### Task
From the data below, please reproduce exactly everything from the line that contains "sessions.remove(id);" down to the line that contains "under a new id.", with both ends included.

### Source material

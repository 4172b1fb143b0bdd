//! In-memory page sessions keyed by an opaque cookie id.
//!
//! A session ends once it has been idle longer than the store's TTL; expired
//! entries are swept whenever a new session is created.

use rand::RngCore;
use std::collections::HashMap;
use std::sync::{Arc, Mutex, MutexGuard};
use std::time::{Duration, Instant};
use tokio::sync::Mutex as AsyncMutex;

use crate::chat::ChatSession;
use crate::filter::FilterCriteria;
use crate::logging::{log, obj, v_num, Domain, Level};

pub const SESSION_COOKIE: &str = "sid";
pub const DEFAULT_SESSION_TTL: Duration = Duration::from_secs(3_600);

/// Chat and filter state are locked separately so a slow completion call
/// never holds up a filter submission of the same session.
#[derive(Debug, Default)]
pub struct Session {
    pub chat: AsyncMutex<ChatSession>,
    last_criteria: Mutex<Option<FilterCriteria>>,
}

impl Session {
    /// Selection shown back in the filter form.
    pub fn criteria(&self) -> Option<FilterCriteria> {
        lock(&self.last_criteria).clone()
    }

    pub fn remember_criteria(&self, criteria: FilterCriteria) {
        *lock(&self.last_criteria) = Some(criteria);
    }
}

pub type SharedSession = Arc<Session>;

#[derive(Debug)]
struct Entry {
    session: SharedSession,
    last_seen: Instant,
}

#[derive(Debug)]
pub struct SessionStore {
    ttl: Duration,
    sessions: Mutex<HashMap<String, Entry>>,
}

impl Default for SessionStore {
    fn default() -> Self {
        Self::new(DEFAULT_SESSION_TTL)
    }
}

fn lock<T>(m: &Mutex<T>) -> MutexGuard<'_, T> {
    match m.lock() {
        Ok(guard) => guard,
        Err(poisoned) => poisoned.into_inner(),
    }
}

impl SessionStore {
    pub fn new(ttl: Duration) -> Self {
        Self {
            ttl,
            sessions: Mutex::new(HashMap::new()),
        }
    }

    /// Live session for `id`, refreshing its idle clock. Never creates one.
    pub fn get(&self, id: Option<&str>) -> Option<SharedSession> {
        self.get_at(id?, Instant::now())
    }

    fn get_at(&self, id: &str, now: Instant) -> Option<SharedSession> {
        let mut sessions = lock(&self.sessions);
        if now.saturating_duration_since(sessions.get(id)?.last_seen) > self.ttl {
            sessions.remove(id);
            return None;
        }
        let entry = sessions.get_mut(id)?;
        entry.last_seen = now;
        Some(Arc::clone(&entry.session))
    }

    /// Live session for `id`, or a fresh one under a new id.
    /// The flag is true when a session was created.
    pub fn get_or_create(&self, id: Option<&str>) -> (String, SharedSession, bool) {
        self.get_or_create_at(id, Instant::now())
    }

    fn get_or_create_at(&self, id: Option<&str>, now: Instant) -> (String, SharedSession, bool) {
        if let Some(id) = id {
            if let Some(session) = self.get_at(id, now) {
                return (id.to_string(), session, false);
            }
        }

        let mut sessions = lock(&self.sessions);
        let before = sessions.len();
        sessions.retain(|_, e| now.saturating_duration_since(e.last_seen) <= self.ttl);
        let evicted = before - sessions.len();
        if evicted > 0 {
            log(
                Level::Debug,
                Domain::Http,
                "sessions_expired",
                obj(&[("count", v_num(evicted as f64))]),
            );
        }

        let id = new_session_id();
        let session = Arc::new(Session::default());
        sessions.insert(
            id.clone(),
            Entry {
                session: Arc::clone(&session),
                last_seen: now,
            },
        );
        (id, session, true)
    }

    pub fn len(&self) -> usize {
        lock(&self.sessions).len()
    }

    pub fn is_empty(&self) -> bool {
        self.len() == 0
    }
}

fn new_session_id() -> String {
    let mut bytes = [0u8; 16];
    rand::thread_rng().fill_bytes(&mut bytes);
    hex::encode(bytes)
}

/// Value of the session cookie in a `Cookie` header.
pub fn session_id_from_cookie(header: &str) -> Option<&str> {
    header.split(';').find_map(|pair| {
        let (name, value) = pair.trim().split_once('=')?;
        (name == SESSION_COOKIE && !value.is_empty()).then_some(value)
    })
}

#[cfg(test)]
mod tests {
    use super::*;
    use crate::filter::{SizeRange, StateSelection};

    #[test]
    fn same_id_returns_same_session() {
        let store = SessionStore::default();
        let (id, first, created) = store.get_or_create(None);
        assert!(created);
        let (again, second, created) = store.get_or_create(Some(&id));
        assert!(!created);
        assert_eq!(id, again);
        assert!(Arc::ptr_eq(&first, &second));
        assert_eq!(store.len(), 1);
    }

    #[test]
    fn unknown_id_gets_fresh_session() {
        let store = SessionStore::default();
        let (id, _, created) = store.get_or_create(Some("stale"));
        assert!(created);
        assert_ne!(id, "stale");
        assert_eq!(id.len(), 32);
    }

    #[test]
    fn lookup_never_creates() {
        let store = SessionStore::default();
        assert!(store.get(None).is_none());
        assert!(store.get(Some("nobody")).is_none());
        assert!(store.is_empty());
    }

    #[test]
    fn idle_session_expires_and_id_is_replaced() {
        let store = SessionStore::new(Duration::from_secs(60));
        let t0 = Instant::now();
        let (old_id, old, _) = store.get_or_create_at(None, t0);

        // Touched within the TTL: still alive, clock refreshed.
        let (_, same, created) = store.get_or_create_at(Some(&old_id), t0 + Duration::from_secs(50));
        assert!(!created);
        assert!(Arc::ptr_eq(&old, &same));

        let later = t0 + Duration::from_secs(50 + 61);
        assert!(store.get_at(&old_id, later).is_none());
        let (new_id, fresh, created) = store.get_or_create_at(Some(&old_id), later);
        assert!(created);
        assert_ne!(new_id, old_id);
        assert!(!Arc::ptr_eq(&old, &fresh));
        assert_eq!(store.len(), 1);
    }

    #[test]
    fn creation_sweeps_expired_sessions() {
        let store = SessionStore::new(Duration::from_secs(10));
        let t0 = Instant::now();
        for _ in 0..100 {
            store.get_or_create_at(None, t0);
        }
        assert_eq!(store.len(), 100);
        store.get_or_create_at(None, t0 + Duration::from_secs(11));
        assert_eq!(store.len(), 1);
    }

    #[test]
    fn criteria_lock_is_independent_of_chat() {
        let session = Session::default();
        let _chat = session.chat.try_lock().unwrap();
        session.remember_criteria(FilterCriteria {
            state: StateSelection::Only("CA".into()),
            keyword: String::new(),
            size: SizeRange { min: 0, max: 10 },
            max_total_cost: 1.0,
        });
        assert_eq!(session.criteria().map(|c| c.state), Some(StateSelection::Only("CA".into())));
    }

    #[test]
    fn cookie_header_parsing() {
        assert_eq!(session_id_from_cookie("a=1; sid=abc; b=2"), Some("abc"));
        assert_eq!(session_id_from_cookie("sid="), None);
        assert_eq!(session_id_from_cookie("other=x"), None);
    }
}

######
### Source material

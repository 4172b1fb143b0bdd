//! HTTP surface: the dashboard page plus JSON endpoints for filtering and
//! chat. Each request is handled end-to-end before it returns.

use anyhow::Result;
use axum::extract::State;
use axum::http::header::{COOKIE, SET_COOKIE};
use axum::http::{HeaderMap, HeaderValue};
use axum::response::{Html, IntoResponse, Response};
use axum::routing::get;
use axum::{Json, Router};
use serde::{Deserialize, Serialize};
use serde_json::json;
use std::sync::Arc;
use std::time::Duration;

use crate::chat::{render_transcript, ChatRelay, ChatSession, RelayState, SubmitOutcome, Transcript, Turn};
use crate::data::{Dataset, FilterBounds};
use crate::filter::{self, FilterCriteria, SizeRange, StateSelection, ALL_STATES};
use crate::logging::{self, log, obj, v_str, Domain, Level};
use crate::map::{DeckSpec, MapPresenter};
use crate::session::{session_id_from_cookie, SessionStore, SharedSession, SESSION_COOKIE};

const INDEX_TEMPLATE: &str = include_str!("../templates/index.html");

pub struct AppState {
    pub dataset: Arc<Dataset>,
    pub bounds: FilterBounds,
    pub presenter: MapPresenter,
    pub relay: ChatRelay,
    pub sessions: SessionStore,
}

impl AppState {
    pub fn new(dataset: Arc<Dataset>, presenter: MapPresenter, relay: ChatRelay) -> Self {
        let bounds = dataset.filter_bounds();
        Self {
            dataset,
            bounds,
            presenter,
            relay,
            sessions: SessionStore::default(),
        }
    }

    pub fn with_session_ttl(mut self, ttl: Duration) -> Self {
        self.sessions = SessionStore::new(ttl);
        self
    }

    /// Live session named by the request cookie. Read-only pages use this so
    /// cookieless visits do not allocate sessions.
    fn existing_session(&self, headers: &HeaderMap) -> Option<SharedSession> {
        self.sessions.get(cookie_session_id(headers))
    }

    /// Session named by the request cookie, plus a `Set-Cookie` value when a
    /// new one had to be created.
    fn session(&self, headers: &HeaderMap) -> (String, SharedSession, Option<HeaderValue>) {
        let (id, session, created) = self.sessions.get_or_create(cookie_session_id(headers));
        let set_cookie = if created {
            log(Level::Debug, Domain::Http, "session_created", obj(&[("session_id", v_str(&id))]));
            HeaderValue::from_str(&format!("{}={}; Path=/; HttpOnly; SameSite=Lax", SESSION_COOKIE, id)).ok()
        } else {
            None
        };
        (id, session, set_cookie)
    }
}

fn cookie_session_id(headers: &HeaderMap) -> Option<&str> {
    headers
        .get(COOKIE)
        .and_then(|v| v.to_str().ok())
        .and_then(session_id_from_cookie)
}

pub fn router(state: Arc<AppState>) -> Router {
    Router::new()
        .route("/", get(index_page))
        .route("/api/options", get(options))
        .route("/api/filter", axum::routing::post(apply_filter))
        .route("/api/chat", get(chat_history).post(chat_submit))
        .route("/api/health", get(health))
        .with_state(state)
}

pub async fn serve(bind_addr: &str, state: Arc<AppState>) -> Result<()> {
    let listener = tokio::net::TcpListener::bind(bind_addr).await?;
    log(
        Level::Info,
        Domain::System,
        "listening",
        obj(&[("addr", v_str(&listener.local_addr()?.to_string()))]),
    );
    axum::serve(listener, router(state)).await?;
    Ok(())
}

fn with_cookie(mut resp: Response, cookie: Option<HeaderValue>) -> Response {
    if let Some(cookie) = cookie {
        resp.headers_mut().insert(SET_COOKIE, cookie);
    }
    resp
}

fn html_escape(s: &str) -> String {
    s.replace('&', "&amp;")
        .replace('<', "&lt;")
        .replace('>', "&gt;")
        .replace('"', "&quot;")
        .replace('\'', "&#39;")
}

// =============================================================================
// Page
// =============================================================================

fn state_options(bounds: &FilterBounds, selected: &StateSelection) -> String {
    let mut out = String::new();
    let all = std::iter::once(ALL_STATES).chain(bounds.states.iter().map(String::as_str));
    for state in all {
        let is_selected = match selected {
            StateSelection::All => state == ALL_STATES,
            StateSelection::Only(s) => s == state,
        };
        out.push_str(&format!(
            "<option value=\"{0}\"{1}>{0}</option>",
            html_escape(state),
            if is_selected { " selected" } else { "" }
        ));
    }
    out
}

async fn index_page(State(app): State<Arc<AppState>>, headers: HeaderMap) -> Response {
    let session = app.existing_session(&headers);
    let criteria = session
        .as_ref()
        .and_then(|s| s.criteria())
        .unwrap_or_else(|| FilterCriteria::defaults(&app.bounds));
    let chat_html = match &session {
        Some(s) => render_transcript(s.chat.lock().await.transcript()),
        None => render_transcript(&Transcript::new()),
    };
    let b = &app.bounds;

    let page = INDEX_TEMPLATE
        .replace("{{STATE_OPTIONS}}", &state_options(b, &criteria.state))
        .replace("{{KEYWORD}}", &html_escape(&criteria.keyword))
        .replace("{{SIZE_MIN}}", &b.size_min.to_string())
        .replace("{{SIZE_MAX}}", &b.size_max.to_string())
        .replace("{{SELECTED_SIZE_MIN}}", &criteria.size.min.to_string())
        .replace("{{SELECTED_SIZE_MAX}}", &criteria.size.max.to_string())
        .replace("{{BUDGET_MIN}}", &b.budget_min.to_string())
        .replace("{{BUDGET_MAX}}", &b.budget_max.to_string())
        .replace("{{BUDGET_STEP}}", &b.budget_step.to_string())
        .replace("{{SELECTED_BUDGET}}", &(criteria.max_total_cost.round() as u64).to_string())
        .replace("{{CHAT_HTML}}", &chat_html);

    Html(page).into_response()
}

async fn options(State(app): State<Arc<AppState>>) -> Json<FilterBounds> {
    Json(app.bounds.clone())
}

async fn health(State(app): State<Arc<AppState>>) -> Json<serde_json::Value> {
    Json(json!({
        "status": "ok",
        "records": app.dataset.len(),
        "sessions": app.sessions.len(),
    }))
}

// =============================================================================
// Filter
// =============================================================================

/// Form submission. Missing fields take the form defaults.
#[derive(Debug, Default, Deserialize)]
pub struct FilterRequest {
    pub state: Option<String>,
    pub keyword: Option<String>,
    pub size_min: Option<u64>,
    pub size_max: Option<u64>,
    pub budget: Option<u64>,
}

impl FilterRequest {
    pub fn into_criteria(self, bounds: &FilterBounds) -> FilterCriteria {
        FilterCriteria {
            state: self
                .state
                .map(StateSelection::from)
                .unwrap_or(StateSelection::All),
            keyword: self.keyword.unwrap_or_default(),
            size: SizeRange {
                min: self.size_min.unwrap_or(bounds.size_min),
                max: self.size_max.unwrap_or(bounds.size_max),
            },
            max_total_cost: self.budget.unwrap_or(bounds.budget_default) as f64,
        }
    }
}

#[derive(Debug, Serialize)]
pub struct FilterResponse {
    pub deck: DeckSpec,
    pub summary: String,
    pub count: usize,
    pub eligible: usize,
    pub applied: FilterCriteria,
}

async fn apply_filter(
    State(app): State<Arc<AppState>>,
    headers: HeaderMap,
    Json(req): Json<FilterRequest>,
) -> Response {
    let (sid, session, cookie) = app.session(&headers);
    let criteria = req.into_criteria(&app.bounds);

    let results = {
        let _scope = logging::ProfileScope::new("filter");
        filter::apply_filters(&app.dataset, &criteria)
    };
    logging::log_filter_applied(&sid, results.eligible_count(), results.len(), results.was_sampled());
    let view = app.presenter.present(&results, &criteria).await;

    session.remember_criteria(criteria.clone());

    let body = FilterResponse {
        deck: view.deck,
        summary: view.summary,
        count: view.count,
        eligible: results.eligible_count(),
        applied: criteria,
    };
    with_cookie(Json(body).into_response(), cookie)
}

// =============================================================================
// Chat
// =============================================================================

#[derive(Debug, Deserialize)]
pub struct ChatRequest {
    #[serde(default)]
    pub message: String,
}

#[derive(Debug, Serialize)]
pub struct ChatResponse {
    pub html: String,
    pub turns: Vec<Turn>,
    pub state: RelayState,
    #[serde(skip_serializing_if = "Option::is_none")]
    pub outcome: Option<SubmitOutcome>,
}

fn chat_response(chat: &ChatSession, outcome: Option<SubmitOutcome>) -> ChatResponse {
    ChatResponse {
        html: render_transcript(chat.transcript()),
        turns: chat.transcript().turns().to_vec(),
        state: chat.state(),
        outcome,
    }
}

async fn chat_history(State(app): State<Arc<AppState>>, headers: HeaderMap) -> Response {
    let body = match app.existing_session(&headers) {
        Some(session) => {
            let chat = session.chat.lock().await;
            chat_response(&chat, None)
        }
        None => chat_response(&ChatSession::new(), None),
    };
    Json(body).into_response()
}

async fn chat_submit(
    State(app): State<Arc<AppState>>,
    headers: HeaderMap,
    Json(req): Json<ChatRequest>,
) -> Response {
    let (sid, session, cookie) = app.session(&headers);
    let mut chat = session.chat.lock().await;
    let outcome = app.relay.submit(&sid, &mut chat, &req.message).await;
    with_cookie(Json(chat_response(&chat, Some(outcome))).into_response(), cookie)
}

######
### Source material

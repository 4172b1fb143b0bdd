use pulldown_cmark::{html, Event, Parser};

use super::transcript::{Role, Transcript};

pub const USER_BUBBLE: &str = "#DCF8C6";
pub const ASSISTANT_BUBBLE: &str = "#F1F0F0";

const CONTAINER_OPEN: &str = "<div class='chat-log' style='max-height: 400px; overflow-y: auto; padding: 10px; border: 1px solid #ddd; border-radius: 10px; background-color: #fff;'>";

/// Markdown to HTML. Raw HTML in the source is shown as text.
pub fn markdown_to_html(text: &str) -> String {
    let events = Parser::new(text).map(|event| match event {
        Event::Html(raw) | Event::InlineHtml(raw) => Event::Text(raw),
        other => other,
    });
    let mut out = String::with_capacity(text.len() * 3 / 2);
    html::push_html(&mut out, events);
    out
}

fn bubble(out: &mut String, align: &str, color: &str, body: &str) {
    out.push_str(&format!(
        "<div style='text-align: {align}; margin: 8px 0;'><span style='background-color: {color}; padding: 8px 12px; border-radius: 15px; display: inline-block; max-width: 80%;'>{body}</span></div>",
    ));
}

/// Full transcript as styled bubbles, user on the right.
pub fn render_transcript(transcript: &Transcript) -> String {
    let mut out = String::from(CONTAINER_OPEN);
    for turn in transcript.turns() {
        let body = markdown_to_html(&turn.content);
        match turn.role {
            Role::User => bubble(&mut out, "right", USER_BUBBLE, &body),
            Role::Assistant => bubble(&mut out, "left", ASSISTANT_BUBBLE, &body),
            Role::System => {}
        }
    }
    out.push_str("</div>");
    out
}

######

### Completed exercise
            sessions.remove(id);
            return None;
        }
        let entry = sessions.get_mut(id)?;
        entry.last_seen = now;
        Some(Arc::clone(&entry.session))
    }

    /// Live session for `id`, or a fresh one under a new id.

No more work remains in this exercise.